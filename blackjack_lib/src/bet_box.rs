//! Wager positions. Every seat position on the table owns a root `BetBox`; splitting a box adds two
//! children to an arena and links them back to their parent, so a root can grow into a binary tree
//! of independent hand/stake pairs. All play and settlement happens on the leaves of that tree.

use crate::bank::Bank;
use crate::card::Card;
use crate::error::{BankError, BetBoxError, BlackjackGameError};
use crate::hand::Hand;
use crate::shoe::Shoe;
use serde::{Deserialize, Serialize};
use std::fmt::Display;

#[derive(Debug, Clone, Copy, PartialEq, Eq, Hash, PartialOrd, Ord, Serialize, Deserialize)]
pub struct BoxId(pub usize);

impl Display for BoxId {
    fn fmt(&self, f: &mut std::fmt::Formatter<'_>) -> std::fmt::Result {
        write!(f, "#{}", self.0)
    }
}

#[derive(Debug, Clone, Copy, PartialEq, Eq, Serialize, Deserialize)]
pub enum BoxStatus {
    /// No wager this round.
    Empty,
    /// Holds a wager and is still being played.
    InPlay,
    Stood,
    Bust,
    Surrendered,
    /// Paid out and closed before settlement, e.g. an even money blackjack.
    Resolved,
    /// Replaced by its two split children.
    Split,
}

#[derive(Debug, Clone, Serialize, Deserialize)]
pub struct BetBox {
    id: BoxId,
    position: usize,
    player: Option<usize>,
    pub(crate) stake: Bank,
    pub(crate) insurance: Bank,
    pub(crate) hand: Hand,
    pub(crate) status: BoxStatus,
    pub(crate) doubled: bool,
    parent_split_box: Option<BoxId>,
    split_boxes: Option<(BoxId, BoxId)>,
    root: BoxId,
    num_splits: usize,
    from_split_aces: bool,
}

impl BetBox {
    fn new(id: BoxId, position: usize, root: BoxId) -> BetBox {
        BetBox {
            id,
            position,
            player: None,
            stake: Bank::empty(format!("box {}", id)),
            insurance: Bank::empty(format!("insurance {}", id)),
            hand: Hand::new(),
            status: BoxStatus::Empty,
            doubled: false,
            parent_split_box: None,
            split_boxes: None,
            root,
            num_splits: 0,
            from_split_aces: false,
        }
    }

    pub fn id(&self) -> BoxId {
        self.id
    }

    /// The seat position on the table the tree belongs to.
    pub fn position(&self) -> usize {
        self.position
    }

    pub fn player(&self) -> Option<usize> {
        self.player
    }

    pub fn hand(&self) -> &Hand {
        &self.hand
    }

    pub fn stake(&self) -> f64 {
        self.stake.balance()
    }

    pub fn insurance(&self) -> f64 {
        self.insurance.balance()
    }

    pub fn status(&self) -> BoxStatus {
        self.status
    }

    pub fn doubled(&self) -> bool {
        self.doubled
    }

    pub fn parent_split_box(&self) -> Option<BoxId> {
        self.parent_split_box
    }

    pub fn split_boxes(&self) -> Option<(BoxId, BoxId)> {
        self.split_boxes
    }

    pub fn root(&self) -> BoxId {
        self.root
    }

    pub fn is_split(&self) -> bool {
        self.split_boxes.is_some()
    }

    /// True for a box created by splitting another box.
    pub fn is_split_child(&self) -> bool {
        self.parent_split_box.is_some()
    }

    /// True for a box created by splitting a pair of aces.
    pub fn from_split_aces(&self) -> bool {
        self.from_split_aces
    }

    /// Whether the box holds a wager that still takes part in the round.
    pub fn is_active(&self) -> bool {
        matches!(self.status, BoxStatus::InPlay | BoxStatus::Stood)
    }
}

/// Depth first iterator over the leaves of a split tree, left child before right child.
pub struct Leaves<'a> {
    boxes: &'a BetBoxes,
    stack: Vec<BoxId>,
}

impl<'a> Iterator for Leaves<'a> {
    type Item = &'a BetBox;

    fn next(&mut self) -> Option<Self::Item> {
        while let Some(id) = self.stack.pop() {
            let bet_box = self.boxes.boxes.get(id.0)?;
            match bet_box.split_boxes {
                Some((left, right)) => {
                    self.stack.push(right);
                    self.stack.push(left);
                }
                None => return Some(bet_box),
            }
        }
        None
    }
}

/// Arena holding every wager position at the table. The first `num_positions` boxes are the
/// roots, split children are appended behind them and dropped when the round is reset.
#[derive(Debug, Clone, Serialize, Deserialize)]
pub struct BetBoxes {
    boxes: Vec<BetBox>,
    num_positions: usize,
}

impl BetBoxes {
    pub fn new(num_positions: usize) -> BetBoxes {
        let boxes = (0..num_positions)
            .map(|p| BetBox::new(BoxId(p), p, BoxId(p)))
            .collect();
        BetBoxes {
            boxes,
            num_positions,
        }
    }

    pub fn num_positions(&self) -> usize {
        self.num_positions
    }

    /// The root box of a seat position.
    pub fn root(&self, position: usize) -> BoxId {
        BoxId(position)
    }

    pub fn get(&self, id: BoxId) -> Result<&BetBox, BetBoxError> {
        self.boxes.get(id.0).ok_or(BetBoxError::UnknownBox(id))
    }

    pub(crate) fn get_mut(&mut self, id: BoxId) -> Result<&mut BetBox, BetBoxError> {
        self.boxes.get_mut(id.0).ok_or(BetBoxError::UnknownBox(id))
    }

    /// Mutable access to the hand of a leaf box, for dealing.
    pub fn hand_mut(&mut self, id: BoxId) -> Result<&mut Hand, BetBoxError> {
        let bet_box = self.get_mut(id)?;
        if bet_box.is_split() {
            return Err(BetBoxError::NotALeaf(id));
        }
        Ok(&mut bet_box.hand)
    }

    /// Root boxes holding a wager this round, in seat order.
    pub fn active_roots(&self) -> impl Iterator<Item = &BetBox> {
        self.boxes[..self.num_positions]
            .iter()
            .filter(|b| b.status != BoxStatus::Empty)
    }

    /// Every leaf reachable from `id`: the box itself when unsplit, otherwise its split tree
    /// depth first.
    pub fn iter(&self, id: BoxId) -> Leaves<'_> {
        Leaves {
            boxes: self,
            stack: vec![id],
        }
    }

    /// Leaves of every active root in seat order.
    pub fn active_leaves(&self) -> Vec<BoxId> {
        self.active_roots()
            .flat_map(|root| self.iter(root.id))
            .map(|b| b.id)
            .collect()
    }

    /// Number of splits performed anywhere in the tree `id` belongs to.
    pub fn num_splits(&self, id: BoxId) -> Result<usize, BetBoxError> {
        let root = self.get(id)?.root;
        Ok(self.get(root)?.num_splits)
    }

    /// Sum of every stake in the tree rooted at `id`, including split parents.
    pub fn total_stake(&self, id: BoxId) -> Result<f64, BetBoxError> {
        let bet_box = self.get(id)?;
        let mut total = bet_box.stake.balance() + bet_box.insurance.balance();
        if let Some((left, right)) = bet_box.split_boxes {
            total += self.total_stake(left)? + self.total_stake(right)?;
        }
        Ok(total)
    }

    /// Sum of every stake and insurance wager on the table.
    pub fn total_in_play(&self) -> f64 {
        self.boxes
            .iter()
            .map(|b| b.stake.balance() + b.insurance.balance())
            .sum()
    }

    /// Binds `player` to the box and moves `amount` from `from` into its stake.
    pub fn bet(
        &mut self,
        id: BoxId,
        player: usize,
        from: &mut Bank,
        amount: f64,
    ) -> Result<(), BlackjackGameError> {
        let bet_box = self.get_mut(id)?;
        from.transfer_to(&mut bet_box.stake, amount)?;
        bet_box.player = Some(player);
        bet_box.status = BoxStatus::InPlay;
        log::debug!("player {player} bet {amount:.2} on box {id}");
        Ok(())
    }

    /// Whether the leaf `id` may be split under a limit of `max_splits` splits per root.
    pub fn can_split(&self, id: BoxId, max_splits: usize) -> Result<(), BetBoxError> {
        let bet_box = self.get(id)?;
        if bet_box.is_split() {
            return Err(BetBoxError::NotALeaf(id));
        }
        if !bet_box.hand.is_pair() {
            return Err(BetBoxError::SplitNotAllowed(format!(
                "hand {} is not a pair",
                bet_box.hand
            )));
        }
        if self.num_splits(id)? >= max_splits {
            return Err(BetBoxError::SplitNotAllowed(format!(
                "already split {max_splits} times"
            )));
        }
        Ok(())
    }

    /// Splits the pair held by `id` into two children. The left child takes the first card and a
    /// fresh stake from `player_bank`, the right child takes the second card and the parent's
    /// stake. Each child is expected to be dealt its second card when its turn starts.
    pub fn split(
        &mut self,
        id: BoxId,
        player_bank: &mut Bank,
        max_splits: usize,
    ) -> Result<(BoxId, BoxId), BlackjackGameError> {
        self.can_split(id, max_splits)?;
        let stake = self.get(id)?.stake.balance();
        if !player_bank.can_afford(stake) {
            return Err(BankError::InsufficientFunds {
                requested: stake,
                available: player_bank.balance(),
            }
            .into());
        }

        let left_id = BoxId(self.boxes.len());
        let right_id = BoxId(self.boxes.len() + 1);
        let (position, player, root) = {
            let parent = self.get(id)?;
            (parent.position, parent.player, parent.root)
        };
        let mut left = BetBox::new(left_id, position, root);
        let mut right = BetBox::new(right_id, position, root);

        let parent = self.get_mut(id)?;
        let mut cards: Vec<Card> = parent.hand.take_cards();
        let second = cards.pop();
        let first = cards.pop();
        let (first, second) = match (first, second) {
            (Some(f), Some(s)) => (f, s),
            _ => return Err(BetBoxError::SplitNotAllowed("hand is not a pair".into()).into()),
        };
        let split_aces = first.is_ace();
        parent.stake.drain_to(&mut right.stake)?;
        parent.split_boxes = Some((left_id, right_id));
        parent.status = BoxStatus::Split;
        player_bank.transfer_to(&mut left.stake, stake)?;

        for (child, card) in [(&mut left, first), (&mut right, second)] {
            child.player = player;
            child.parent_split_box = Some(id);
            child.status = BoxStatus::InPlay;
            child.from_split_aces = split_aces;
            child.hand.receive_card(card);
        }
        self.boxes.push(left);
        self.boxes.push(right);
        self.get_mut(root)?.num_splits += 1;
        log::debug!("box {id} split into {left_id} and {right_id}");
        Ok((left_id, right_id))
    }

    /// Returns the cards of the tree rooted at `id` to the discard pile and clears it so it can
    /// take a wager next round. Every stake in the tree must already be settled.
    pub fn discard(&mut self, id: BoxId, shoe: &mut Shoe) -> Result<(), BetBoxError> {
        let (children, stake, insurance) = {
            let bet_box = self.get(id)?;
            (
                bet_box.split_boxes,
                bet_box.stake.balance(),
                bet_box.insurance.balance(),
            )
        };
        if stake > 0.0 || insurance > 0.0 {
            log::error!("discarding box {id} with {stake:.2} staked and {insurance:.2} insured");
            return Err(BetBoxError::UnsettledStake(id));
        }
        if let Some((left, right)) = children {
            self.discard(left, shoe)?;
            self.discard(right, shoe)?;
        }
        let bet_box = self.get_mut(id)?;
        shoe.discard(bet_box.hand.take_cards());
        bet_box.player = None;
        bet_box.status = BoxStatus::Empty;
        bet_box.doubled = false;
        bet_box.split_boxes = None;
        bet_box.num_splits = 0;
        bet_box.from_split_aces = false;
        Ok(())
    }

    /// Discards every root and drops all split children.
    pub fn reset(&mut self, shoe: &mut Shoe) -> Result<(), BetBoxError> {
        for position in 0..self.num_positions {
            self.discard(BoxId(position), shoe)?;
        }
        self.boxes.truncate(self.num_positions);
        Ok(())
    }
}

==========

#### WHAT TO WORK ON
Please copy, exactly and with nothing else, the lines above beginning at the line that has "let mut right" and ending with the line that has "parent.status = BoxStatus::Split;".

#### COMPLETED TASK
        let mut right = BetBox::new(right_id, position, root);

        let parent = self.get_mut(id)?;
        let mut cards: Vec<Card> = parent.hand.take_cards();
        let second = cards.pop();
        let first = cards.pop();
        let (first, second) = match (first, second) {
            (Some(f), Some(s)) => (f, s),
            _ => return Err(BetBoxError::SplitNotAllowed("hand is not a pair".into()).into()),
        };
        let split_aces = first.is_ace();
        parent.stake.drain_to(&mut right.stake)?;
        parent.split_boxes = Some((left_id, right_id));
        parent.status = BoxStatus::Split;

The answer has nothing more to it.